[Stored data]
---

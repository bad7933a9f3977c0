//! External command port and the kubectl implementation
//!
//! All control-plane verbs (apply, list, delete) go through
//! [`CommandRunner`], so targets can be exercised against
//! [`MockCommandRunner`] without a cluster.

use async_trait::async_trait;
use std::collections::BTreeSet;
use std::path::PathBuf;
use std::process::Stdio;
use std::sync::{Arc, Mutex};
use tokio::io::AsyncWriteExt;
use tokio::process::Command;

use appdeploy_core::Manifest;

use crate::connection::ConnectionConfig;
use crate::error::{KubeError, Result};

/// Environment variable overriding the kubectl binary
pub const KUBECTL_ENV: &str = "KUBECTL";

/// Runs one external command invocation
#[async_trait]
pub trait CommandRunner: Send + Sync {
    /// Run with `args`, feeding `stdin` if given; returns captured stdout
    async fn run(&self, stdin: Option<&[u8]>, args: &[String]) -> Result<String>;
}

/// kubectl invoked as a child process
#[derive(Debug, Clone)]
pub struct Kubectl {
    binary: PathBuf,
    connection: ConnectionConfig,
}

impl Default for Kubectl {
    fn default() -> Self {
        Self::new(ConnectionConfig::default())
    }
}

impl Kubectl {
    /// kubectl from `$KUBECTL` or `PATH`
    pub fn new(connection: ConnectionConfig) -> Self {
        let binary = std::env::var_os(KUBECTL_ENV)
            .map(PathBuf::from)
            .unwrap_or_else(|| PathBuf::from("kubectl"));
        Self { binary, connection }
    }

    /// Use a specific kubectl binary
    pub fn with_binary(mut self, binary: impl Into<PathBuf>) -> Self {
        self.binary = binary.into();
        self
    }

    pub fn connection(&self) -> &ConnectionConfig {
        &self.connection
    }

    fn command_error(&self, args: &[String], message: impl Into<String>) -> KubeError {
        KubeError::Command {
            program: self.binary.display().to_string(),
            command: args.join(" "),
            message: message.into(),
        }
    }
}

#[async_trait]
impl CommandRunner for Kubectl {
    async fn run(&self, stdin: Option<&[u8]>, args: &[String]) -> Result<String> {
        tracing::debug!(command = %args.join(" "), "running kubectl");

        let mut child = Command::new(&self.binary)
            .args(self.connection.kubectl_args())
            .args(args)
            .stdin(if stdin.is_some() {
                Stdio::piped()
            } else {
                Stdio::null()
            })
            .stdout(Stdio::piped())
            .stderr(Stdio::piped())
            .kill_on_drop(true)
            .spawn()
            .map_err(|e| self.command_error(args, e.to_string()))?;

        // Feed stdin concurrently so a chatty child cannot block on a full pipe
        let writer = match (stdin, child.stdin.take()) {
            (Some(data), Some(mut pipe)) => {
                let data = data.to_vec();
                Some(tokio::spawn(async move {
                    pipe.write_all(&data).await?;
                    pipe.shutdown().await
                }))
            }
            _ => None,
        };

        let output = child
            .wait_with_output()
            .await
            .map_err(|e| self.command_error(args, e.to_string()))?;

        if let Some(writer) = writer {
            match writer.await {
                Ok(Ok(())) => {}
                Ok(Err(e)) if output.status.success() => {
                    return Err(self.command_error(args, format!("writing stdin: {}", e)));
                }
                Ok(Err(_)) => {}
                Err(e) => return Err(KubeError::TaskPanicked(e.to_string())),
            }
        }

        let stdout = String::from_utf8_lossy(&output.stdout).into_owned();
        if !output.status.success() {
            let stderr = String::from_utf8_lossy(&output.stderr);
            return Err(self.command_error(
                args,
                format!("{}, {}{}", output.status, stdout, stderr).trim_end(),
            ));
        }

        Ok(stdout)
    }
}

/// A recorded invocation of [`MockCommandRunner`]
#[derive(Debug, Clone, PartialEq, Eq)]
pub struct RecordedCall {
    pub args: Vec<String>,
    pub stdin: Option<Vec<u8>>,
}

#[derive(Debug, Default)]
struct MockState {
    /// Live objects as `(lowercase kind, name)`
    resources: BTreeSet<(String, String)>,
    calls: Vec<RecordedCall>,
    /// Verbs or args substrings that fail
    failures: Vec<String>,
}

/// In-memory stand-in for kubectl
///
/// Understands `apply -f -`, `get <kind> -o name`, `get <kind>/<name> -o name`
/// and `delete <ref>`, ignoring a leading `--namespace <ns>`. Listing prints
/// group-qualified names for kinds that have a group (`deployment.apps/web`),
/// like the real thing.
#[derive(Debug, Clone, Default)]
pub struct MockCommandRunner {
    state: Arc<Mutex<MockState>>,
}

impl MockCommandRunner {
    pub fn new() -> Self {
        Self::default()
    }

    /// Pre-populate live objects
    pub fn with_resources(self, resources: &[Manifest]) -> Self {
        {
            let mut state = self.state.lock().unwrap();
            for m in resources {
                state.resources.insert((m.kind_key(), m.name.clone()));
            }
        }
        self
    }

    /// Fail every invocation whose joined args contain `pattern`
    pub fn fail_on(self, pattern: impl Into<String>) -> Self {
        self.state.lock().unwrap().failures.push(pattern.into());
        self
    }

    /// Live objects, sorted
    pub fn resources(&self) -> Vec<Manifest> {
        self.state
            .lock()
            .unwrap()
            .resources
            .iter()
            .map(|(kind, name)| Manifest::new(kind.clone(), name.clone()))
            .collect()
    }

    /// Every invocation so far
    pub fn calls(&self) -> Vec<RecordedCall> {
        self.state.lock().unwrap().calls.clone()
    }

    fn group_suffix(kind: &str) -> &'static str {
        match kind {
            "deployment" | "statefulset" | "daemonset" | "replicaset" => ".apps",
            "cronjob" | "job" => ".batch",
            _ => "",
        }
    }

    fn failure(args: &[String], message: &str) -> KubeError {
        KubeError::Command {
            program: "kubectl".to_string(),
            command: args.join(" "),
            message: message.to_string(),
        }
    }
}

#[async_trait]
impl CommandRunner for MockCommandRunner {
    async fn run(&self, stdin: Option<&[u8]>, args: &[String]) -> Result<String> {
        let mut state = self.state.lock().unwrap();
        state.calls.push(RecordedCall {
            args: args.to_vec(),
            stdin: stdin.map(<[u8]>::to_vec),
        });

        let joined = args.join(" ");
        if state.failures.iter().any(|f| joined.contains(f.as_str())) {
            return Err(Self::failure(args, "exit status: 1, injected failure"));
        }

        let verb: Vec<&str> = match args {
            [flag, _, rest @ ..] if flag == "--namespace" => {
                rest.iter().map(String::as_str).collect()
            }
            _ => args.iter().map(String::as_str).collect(),
        };

        match verb.as_slice() {
            ["apply", "-f", "-"] => {
                let data = stdin.ok_or_else(|| Self::failure(args, "no objects passed to apply"))?;
                let manifest = appdeploy_engine::identify("stdin", data)
                    .map_err(|e| Self::failure(args, &e.to_string()))?;
                let created = state
                    .resources
                    .insert((manifest.kind_key(), manifest.name.clone()));
                let action = if created { "created" } else { "configured" };
                Ok(format!("{} {}\n", manifest.cluster_ref(), action))
            }
            ["get", what, "-o", "name", flags @ ..] => {
                if let Some(wanted) = Manifest::from_cluster_ref(what) {
                    let key = (wanted.kind_key(), wanted.name.clone());
                    if state.resources.contains(&key) {
                        return Ok(format!("{}\n", wanted.cluster_ref()));
                    }
                    if flags.contains(&"--ignore-not-found") {
                        return Ok(String::new());
                    }
                    return Err(Self::failure(args, "exit status: 1, NotFound"));
                }

                let kind = what.to_lowercase();
                let suffix = Self::group_suffix(&kind);
                Ok(state
                    .resources
                    .iter()
                    .filter(|(k, _)| *k == kind)
                    .map(|(k, name)| format!("{}{}/{}\n", k, suffix, name))
                    .collect())
            }
            ["delete", what, ..] => {
                let target = Manifest::from_cluster_ref(what)
                    .ok_or_else(|| Self::failure(args, "invalid resource reference"))?;
                if state
                    .resources
                    .remove(&(target.kind_key(), target.name.clone()))
                {
                    Ok(format!("{} deleted\n", target.cluster_ref()))
                } else {
                    Err(Self::failure(args, "exit status: 1, NotFound"))
                }
            }
            _ => Err(Self::failure(args, "unsupported command")),
        }
    }
}

#[cfg(test)]
mod tests {
    use super::*;

    fn args(list: &[&str]) -> Vec<String> {
        list.iter().map(|s| s.to_string()).collect()
    }

    #[tokio::test]
    async fn test_mock_apply_get_delete() {
        let runner = MockCommandRunner::new();
        let doc = b"kind: Deployment\nmetadata:\n  name: web\n";

        let out = runner
            .run(Some(doc), &args(&["--namespace", "ns", "apply", "-f", "-"]))
            .await
            .unwrap();
        assert_eq!(out, "deployment/web created\n");

        let listed = runner
            .run(None, &args(&["--namespace", "ns", "get", "deployment", "-o", "name"]))
            .await
            .unwrap();
        assert_eq!(listed, "deployment.apps/web\n");

        runner
            .run(None, &args(&["--namespace", "ns", "delete", "deployment.apps/web"]))
            .await
            .unwrap();
        assert!(runner.resources().is_empty());
        assert_eq!(runner.calls().len(), 3);
    }

    #[tokio::test]
    async fn test_mock_get_single() {
        let runner = MockCommandRunner::new().with_resources(&[Manifest::new("CronJob", "nightly")]);

        let found = runner
            .run(None, &args(&["get", "cronjob/nightly", "-o", "name", "--ignore-not-found"]))
            .await
            .unwrap();
        assert_eq!(found, "cronjob/nightly\n");

        let missing = runner
            .run(None, &args(&["get", "cronjob/other", "-o", "name", "--ignore-not-found"]))
            .await
            .unwrap();
        assert!(missing.is_empty());

        assert!(runner
            .run(None, &args(&["get", "cronjob/other", "-o", "name"]))
            .await
            .is_err());
    }

    #[tokio::test]
    async fn test_mock_failure_injection() {
        let runner = MockCommandRunner::new().fail_on("delete");
        let err = runner
            .run(None, &args(&["delete", "service/x"]))
            .await
            .unwrap_err();
        assert!(err.to_string().contains("injected failure"));
    }

    #[cfg(unix)]
    #[tokio::test]
    async fn test_kubectl_captures_output() {
        let kubectl = Kubectl::default().with_binary("cat");
        let out = kubectl.run(Some(b"hello"), &[]).await.unwrap();
        assert_eq!(out, "hello");
    }

    #[cfg(unix)]
    #[tokio::test]
    async fn test_kubectl_failure_carries_output() {
        let kubectl = Kubectl::default().with_binary("sh");
        let err = kubectl
            .run(None, &args(&["-c", "echo boom >&2; exit 3"]))
            .await
            .unwrap_err();

        match err {
            KubeError::Command { program, message, .. } => {
                assert_eq!(program, "sh");
                assert!(message.contains("boom"));
            }
            other => panic!("unexpected error: {other}"),
        }
    }

    #[tokio::test]
    async fn test_kubectl_missing_binary() {
        let kubectl = Kubectl::default().with_binary("/nonexistent/kubectl");
        let err = kubectl.run(None, &args(&["version"])).await.unwrap_err();
        assert!(matches!(err, KubeError::Command { .. }));
    }
}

---

GOAL OF THE EXERCISE:
Retype only this portion of the data above: the line containing "let writer = match", the line containing "pipe.write_all(&data).await?;", and all lines between them, exactly.

TASK RESPONSE:
        let writer = match (stdin, child.stdin.take()) {
            (Some(data), Some(mut pipe)) => {
                let data = data.to_vec();
                Some(tokio::spawn(async move {
                    pipe.write_all(&data).await?;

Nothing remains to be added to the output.